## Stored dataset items
impl SlotSession {
    /// Create a session; the ticker is not started
    pub fn new(config: SlotProductionConfig, ports: SessionPorts) -> Result<Self> {
        config.validate()?;

        info!("[qc-17] Initializing Slot Production Session");
        info!("  Slot duration: {} ms", config.slot_duration_ms);
        info!("  Epoch length: {} slots", config.epoch_length);
        info!(
            "  Target rate: {}/{}",
            config.target_rate.numerator, config.target_rate.denominator
        );

        let metrics = Arc::new(Metrics::new());
        let clock = SlotClock::new(
            Arc::clone(&ports.store),
            ports.wall_clock,
            config.slot_duration_ms,
            config.slot_lookback,
        )?;
        let thresholds = Arc::new(ThresholdManager::new(config.target_rate)?);
        let lottery = LotteryEngine::new(ports.key, thresholds, Arc::clone(&metrics));

        Ok(Self {
            core: Arc::new(SessionCore {
                config,
                store: ports.store,
                clock,
                lottery,
                transactions: ports.transactions,
                assembler: ports.assembler,
                broadcaster: ports.broadcaster,
                publisher: ports.publisher,
                metrics,
                state: RwLock::new(SessionState::default()),
                active: AtomicBool::new(false),
            }),
            ticker: Mutex::new(None),
        })
    }

    /// Session configuration
    pub fn config(&self) -> &SlotProductionConfig {
        &self.core.config
    }

    /// Session metrics
    pub fn metrics(&self) -> Arc<Metrics> {
        Arc::clone(&self.core.metrics)
    }

    /// Slot clock
    pub fn clock(&self) -> &SlotClock {
        &self.core.clock
    }

    /// Lottery engine and proof cache
    pub fn lottery(&self) -> &LotteryEngine {
        &self.core.lottery
    }

    /// Threshold manager
    pub fn thresholds(&self) -> &Arc<ThresholdManager> {
        self.core.lottery.thresholds()
    }

    /// Start a new epoch
    pub fn begin_epoch(
        &self,
        epoch_index: u64,
        randomness: [u8; 32],
        authorities: Vec<AuthorityId>,
    ) -> Result<Arc<EpochData>> {
        self.thresholds()
            .begin_epoch(epoch_index, randomness, authorities)
    }

    /// Handle one slot: run the lottery and, if won, hand a block request
    /// to the assembly pipeline
    ///
    /// Slots at or below the last handled slot, and slots not after the
    /// best block's slot, are skipped.
    pub async fn handle_slot(&self, slot_number: u64) -> Result<SlotOutcome> {
        self.core.handle_slot(slot_number).await
    }

    /// Start the slot ticker
    pub fn start(&self) -> Result<()> {
        let mut ticker = self.ticker.lock();
        if let Some(running) = ticker.as_ref() {
            if !running.handle.is_finished() {
                return Err(SlotProductionError::AlreadyRunning);
            }
        }

        info!("[qc-17] Starting slot production");
        let (shutdown, receiver) = watch::channel(false);
        self.core.active.store(true, Ordering::SeqCst);
        self.core.state.write().last_error = None;
        let core = Arc::clone(&self.core);
        let handle = tokio::spawn(async move { core.run(receiver).await });

        *ticker = Some(Ticker { shutdown, handle });
        Ok(())
    }

    /// Stop the slot ticker and wait for it to exit
    pub async fn stop(&self) -> Result<()> {
        let ticker = self
            .ticker
            .lock()
            .take()
            .ok_or(SlotProductionError::NotActive)?;

        info!("[qc-17] Stopping slot production");
        // The ticker may already have exited on a fatal error.
        let _ = ticker.shutdown.send(true);
        ticker
            .handle
            .await
            .map_err(|e| SlotProductionError::InternalError(format!("slot ticker: {e}")))?;

        self.core.active.store(false, Ordering::SeqCst);
        Ok(())
    }

    /// Status snapshot
    pub fn status(&self) -> SessionStatus {
        let state = self.core.state.read();
        let metrics = &self.core.metrics;
        SessionStatus {
            active: self.core.active.load(Ordering::SeqCst),
            current_epoch: self
                .thresholds()
                .current()
                .ok()
                .map(|epoch| epoch.epoch_index),
            last_handled_slot: state.last_handled_slot,
            last_claimed_slot: state.last_claimed_slot,
            slots_evaluated: metrics.get_slots_evaluated(),
            slots_won: metrics.get_slots_won(),
            slots_skipped: metrics.get_slots_skipped(),
            blocks_produced: metrics.get_blocks_produced(),
            last_error: state.last_error.clone(),
        }
    }
}
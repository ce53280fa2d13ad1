//! Domain layer - slot timing, lottery and claims
//!
//! Everything here is synchronous. Store and key access go through the
//! outbound ports; the session driver in [`crate::service`] supplies the
//! async edges.
//!
//! - [`SlotClock`]: slot estimation from block arrival times
//! - [`ThresholdManager`]: per-epoch win threshold
//! - [`LotteryEngine`]: VRF lottery with proof cache and pre-digest builder
//! - [`PreDigest`]: fixed-layout slot claim carried in headers

mod entities;
pub mod lottery;
mod pre_digest;
pub mod slot_clock;
pub mod threshold;
pub mod vrf;

pub use entities::*;
pub use lottery::LotteryEngine;
pub use pre_digest::{PreDigest, PRE_DIGEST_LENGTH};
pub use slot_clock::{median, slot_offset, ArrivalSample, SlotClock};
pub use threshold::{calculate_threshold, EpochData, EpochThreshold, ThresholdManager};
pub use vrf::verify_vrf;
//! Local sr25519 keystore
//!
//! Keys are held in memory, one per key type. Secrets are 32-byte mini
//! secret keys expanded with Ed25519-compatible expansion.

use crate::domain::{vrf, AuthorityId, OutputAndProof, VrfInput};
use crate::error::{Result, SlotProductionError};
use crate::ports::KeySource;
use parking_lot::RwLock;
use schnorrkel::{ExpansionMode, Keypair, MiniSecretKey};
use std::collections::HashMap;
use std::fmt;
use std::str::FromStr;
use std::sync::Arc;
use tracing::{debug, info};

/// Signature scheme a key type uses
#[derive(Copy, Clone, Debug, PartialEq, Eq)]
pub enum CryptoScheme {
    /// Schnorr over Ristretto25519
    Sr25519,
}

/// Four-character key type identifiers
#[derive(Copy, Clone, Debug, PartialEq, Eq, Hash)]
pub enum KeyType {
    /// Slot production (`babe`)
    Babe,
    /// Finality voting (`gran`)
    Grandpa,
    /// Account keys (`acco`)
    Account,
    /// Round-robin authoring (`aura`)
    Aura,
    /// Liveness reporting (`imon`)
    ImOnline,
    /// Authority discovery (`audi`)
    AuthorityDiscovery,
    /// Test keys (`dumy`)
    Dummy,
}

impl KeyType {
    /// Identifier string
    pub fn as_str(&self) -> &'static str {
        match self {
            KeyType::Babe => "babe",
            KeyType::Grandpa => "gran",
            KeyType::Account => "acco",
            KeyType::Aura => "aura",
            KeyType::ImOnline => "imon",
            KeyType::AuthorityDiscovery => "audi",
            KeyType::Dummy => "dumy",
        }
    }

    /// Crypto scheme used by keys of this type
    pub fn scheme(&self) -> CryptoScheme {
        CryptoScheme::Sr25519
    }
}

impl FromStr for KeyType {
    type Err = SlotProductionError;

    fn from_str(s: &str) -> Result<Self> {
        match s {
            "babe" => Ok(KeyType::Babe),
            "gran" => Ok(KeyType::Grandpa),
            "acco" => Ok(KeyType::Account),
            "aura" => Ok(KeyType::Aura),
            "imon" => Ok(KeyType::ImOnline),
            "audi" => Ok(KeyType::AuthorityDiscovery),
            "dumy" => Ok(KeyType::Dummy),
            other => Err(SlotProductionError::UnknownKeyType(other.to_string())),
        }
    }
}

impl fmt::Display for KeyType {
    fn fmt(&self, f: &mut fmt::Formatter<'_>) -> fmt::Result {
        f.write_str(self.as_str())
    }
}

fn decode_hex32(value: &str, what: &str) -> Result<[u8; 32]> {
    let trimmed = value.strip_prefix("0x").unwrap_or(value);
    let bytes = hex::decode(trimmed)
        .map_err(|e| SlotProductionError::InvalidKey(format!("{what}: {e}")))?;
    bytes.try_into().map_err(|bytes: Vec<u8>| {
        SlotProductionError::InvalidKey(format!("{what} must be 32 bytes, got {}", bytes.len()))
    })
}

fn expand(secret: &[u8; 32]) -> Result<Keypair> {
    let mini = MiniSecretKey::from_bytes(secret)
        .map_err(|e| SlotProductionError::InvalidKey(e.to_string()))?;
    Ok(mini.expand_to_keypair(ExpansionMode::Ed25519))
}

/// In-memory keystore holding at most one key per [`KeyType`]
#[derive(Default)]
pub struct LocalKeystore {
    keys: RwLock<HashMap<KeyType, Keypair>>,
}

impl LocalKeystore {
    /// Create an empty keystore
    pub fn new() -> Self {
        Self::default()
    }

    /// Insert a key from hex-encoded secret and public key
    ///
    /// The public key derived from the secret must equal `public_hex`
    /// byte for byte.
    pub fn insert_key(
        &self,
        key_type: KeyType,
        secret_hex: &str,
        public_hex: &str,
    ) -> Result<AuthorityId> {
        let secret = decode_hex32(secret_hex, "secret key")?;
        let provided = decode_hex32(public_hex, "public key")?;
        let keypair = expand(&secret)?;
        let derived = keypair.public.to_bytes();

        if derived != provided {
            return Err(SlotProductionError::PublicKeyMismatch {
                derived: hex::encode(derived),
                provided: hex::encode(provided),
            });
        }

        info!("[qc-17] Inserted {} key 0x{}", key_type, hex::encode(derived));
        self.keys.write().insert(key_type, keypair);
        Ok(derived)
    }

    /// Generate a fresh key, replacing any existing key of the same type
    pub fn generate(&self, key_type: KeyType) -> AuthorityId {
        let keypair = MiniSecretKey::generate().expand_to_keypair(ExpansionMode::Ed25519);
        let public = keypair.public.to_bytes();
        debug!("[qc-17] Generated {} key 0x{}", key_type, hex::encode(public));
        self.keys.write().insert(key_type, keypair);
        public
    }

    /// Remove the key of a type, returning whether one existed
    pub fn remove(&self, key_type: KeyType) -> bool {
        self.keys.write().remove(&key_type).is_some()
    }

    /// Public key stored for a type
    pub fn public_key(&self, key_type: KeyType) -> Option<AuthorityId> {
        self.keys
            .read()
            .get(&key_type)
            .map(|keypair| keypair.public.to_bytes())
    }

    fn prove(&self, key_type: KeyType, input: &VrfInput) -> Result<OutputAndProof> {
        let keys = self.keys.read();
        let keypair = keys.get(&key_type).ok_or_else(|| {
            SlotProductionError::SigningUnavailable(format!("no {key_type} key in keystore"))
        })?;
        Ok(vrf::prove(keypair, input))
    }
}

/// Slot claiming key: a keystore entry used as a [`KeySource`]
#[derive(Clone)]
pub struct SlotKey {
    keystore: Arc<LocalKeystore>,
    key_type: KeyType,
}

impl SlotKey {
    /// Use the key of `key_type` in `keystore`
    pub fn new(keystore: Arc<LocalKeystore>, key_type: KeyType) -> Self {
        Self { keystore, key_type }
    }

    /// Key type in use
    pub fn key_type(&self) -> KeyType {
        self.key_type
    }
}

impl KeySource for SlotKey {
    fn public_key(&self) -> Result<AuthorityId> {
        self.keystore.public_key(self.key_type).ok_or_else(|| {
            SlotProductionError::SigningUnavailable(format!(
                "no {} key in keystore",
                self.key_type
            ))
        })
    }

    fn prove_vrf(&self, input: &VrfInput) -> Result<OutputAndProof> {
        self.keystore.prove(self.key_type, input)
    }
}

## TASK ITEM
Retype only the stretch of lines above starting at the one with "if derived != provided" and stopping at the one with "pub fn new(keystore: Arc<LocalKeystore>, key_type: KeyType)", exactly as written, with both kept.

## RESPONSE TO THIS EXERCISE
        if derived != provided {
            return Err(SlotProductionError::PublicKeyMismatch {
                derived: hex::encode(derived),
                provided: hex::encode(provided),
            });
        }

        info!("[qc-17] Inserted {} key 0x{}", key_type, hex::encode(derived));
        self.keys.write().insert(key_type, keypair);
        Ok(derived)
    }

    /// Generate a fresh key, replacing any existing key of the same type
    pub fn generate(&self, key_type: KeyType) -> AuthorityId {
        let keypair = MiniSecretKey::generate().expand_to_keypair(ExpansionMode::Ed25519);
        let public = keypair.public.to_bytes();
        debug!("[qc-17] Generated {} key 0x{}", key_type, hex::encode(public));
        self.keys.write().insert(key_type, keypair);
        public
    }

    /// Remove the key of a type, returning whether one existed
    pub fn remove(&self, key_type: KeyType) -> bool {
        self.keys.write().remove(&key_type).is_some()
    }

    /// Public key stored for a type
    pub fn public_key(&self, key_type: KeyType) -> Option<AuthorityId> {
        self.keys
            .read()
            .get(&key_type)
            .map(|keypair| keypair.public.to_bytes())
    }

    fn prove(&self, key_type: KeyType, input: &VrfInput) -> Result<OutputAndProof> {
        let keys = self.keys.read();
        let keypair = keys.get(&key_type).ok_or_else(|| {
            SlotProductionError::SigningUnavailable(format!("no {key_type} key in keystore"))
        })?;
        Ok(vrf::prove(keypair, input))
    }
}

/// Slot claiming key: a keystore entry used as a [`KeySource`]
#[derive(Clone)]
pub struct SlotKey {
    keystore: Arc<LocalKeystore>,
    key_type: KeyType,
}

impl SlotKey {
    /// Use the key of `key_type` in `keystore`
    pub fn new(keystore: Arc<LocalKeystore>, key_type: KeyType) -> Self {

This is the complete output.